**REQUIRED WORK:**
Return all the entries. Match them word for word.
***
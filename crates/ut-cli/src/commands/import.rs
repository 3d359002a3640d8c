//! Import command for loading JSONL lifecycle events into the local `SQLite` store.

use std::io::BufRead;

use anyhow::{Context, Result};
use chrono::DateTime;
use serde::Deserialize;

use ut_core::{LifecycleEvent, LifecycleKind};
use ut_db::{Database, EventRecord};

pub fn run<R: BufRead>(db: &mut Database, reader: R) -> Result<usize> {
    let events = parse_events(reader)?;
    let inserted = db.insert_events(&events)?;
    tracing::info!(read = events.len(), inserted, "imported events");
    Ok(inserted)
}

pub fn parse_events<R: BufRead>(reader: R) -> Result<Vec<EventRecord>> {
    let mut events = Vec::new();
    for (idx, line) in reader.lines().enumerate() {
        let line = line.with_context(|| format!("failed to read line {}", idx + 1))?;
        let trimmed = line.trim();
        if trimmed.is_empty() {
            continue;
        }
        let parsed: ImportEvent = serde_json::from_str(trimmed)
            .with_context(|| format!("invalid JSON on line {}", idx + 1))?;
        let record = parsed
            .into_record()
            .with_context(|| format!("invalid event on line {}", idx + 1))?;
        events.push(record);
    }
    Ok(events)
}

#[derive(Debug, Deserialize)]
struct ImportEvent {
    #[serde(default)]
    id: Option<String>,
    timestamp: Timestamp,
    #[serde(rename = "type")]
    kind: String,
    #[serde(default)]
    entity_id: Option<String>,
    #[serde(default)]
    component_id: Option<String>,
}

/// Either epoch milliseconds or an RFC 3339 string.
#[derive(Debug, Deserialize)]
#[serde(untagged)]
enum Timestamp {
    Millis(i64),
    Text(String),
}

impl Timestamp {
    fn to_millis(&self) -> Result<i64> {
        match self {
            Self::Millis(ms) => Ok(*ms),
            Self::Text(text) => {
                if let Ok(ms) = text.trim().parse::<i64>() {
                    return Ok(ms);
                }
                let dt = DateTime::parse_from_rfc3339(text.trim())
                    .with_context(|| format!("invalid timestamp: {text}"))?;
                Ok(dt.timestamp_millis())
            }
        }
    }
}

impl ImportEvent {
    fn into_record(self) -> Result<EventRecord> {
        let kind: LifecycleKind = self.kind.parse()?;
        let timestamp_ms = self.timestamp.to_millis()?;
        let event = if kind.is_system_wide() {
            LifecycleEvent {
                entity_id: String::new(),
                component_id: None,
                timestamp_ms,
                kind,
            }
        } else {
            LifecycleEvent {
                entity_id: self.entity_id.unwrap_or_default(),
                component_id: self.component_id,
                timestamp_ms,
                kind,
            }
        };
        event.validate()?;

        let mut record = EventRecord::from_event(&event);
        if let Some(id) = self.id.filter(|id| !id.trim().is_empty()) {
            record.id = id;
        }
        Ok(record)
    }
}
***
**TASK OUTPUT:**
filename crates/ut-cli/src/commands/import.rs
repository 3d359002a3640d8c
//! Import command for loading JSONL lifecycle events into the local `SQLite` store.

use std::io::BufRead;

use anyhow::{Context, Result};
use chrono::DateTime;
use serde::Deserialize;

use ut_core::{LifecycleEvent, LifecycleKind};
use ut_db::{Database, EventRecord};

pub fn run<R: BufRead>(db: &mut Database, reader: R) -> Result<usize> {
    let events = parse_events(reader)?;
    let inserted = db.insert_events(&events)?;
    tracing::info!(read = events.len(), inserted, "imported events");
    Ok(inserted)
}

pub fn parse_events<R: BufRead>(reader: R) -> Result<Vec<EventRecord>> {
    let mut events = Vec::new();
    for (idx, line) in reader.lines().enumerate() {
        let line = line.with_context(|| format!("failed to read line {}", idx + 1))?;
        let trimmed = line.trim();
        if trimmed.is_empty() {
            continue;
        }
        let parsed: ImportEvent = serde_json::from_str(trimmed)
            .with_context(|| format!("invalid JSON on line {}", idx + 1))?;
        let record = parsed
            .into_record()
            .with_context(|| format!("invalid event on line {}", idx + 1))?;
        events.push(record);
    }
    Ok(events)
}

#[derive(Debug, Deserialize)]
struct ImportEvent {
    #[serde(default)]
    id: Option<String>,
    timestamp: Timestamp,
    #[serde(rename = "type")]
    kind: String,
    #[serde(default)]
    entity_id: Option<String>,
    #[serde(default)]
    component_id: Option<String>,
}

/// Either epoch milliseconds or an RFC 3339 string.
#[derive(Debug, Deserialize)]
#[serde(untagged)]
enum Timestamp {
    Millis(i64),
    Text(String),
}

impl Timestamp {
    fn to_millis(&self) -> Result<i64> {
        match self {
            Self::Millis(ms) => Ok(*ms),
            Self::Text(text) => {
                if let Ok(ms) = text.trim().parse::<i64>() {
                    return Ok(ms);
                }
                let dt = DateTime::parse_from_rfc3339(text.trim())
                    .with_context(|| format!("invalid timestamp: {text}"))?;
                Ok(dt.timestamp_millis())
            }
        }
    }
}

impl ImportEvent {
    fn into_record(self) -> Result<EventRecord> {
        let kind: LifecycleKind = self.kind.parse()?;
        let timestamp_ms = self.timestamp.to_millis()?;
        let event = if kind.is_system_wide() {
            LifecycleEvent {
                entity_id: String::new(),
                component_id: None,
                timestamp_ms,
                kind,
            }
        } else {
            LifecycleEvent {
                entity_id: self.entity_id.unwrap_or_default(),
                component_id: self.component_id,
                timestamp_ms,
                kind,
            }
        };
        event.validate()?;

        let mut record = EventRecord::from_event(&event);
        if let Some(id) = self.id.filter(|id| !id.trim().is_empty()) {
            record.id = id;
        }
        Ok(record)
    }
}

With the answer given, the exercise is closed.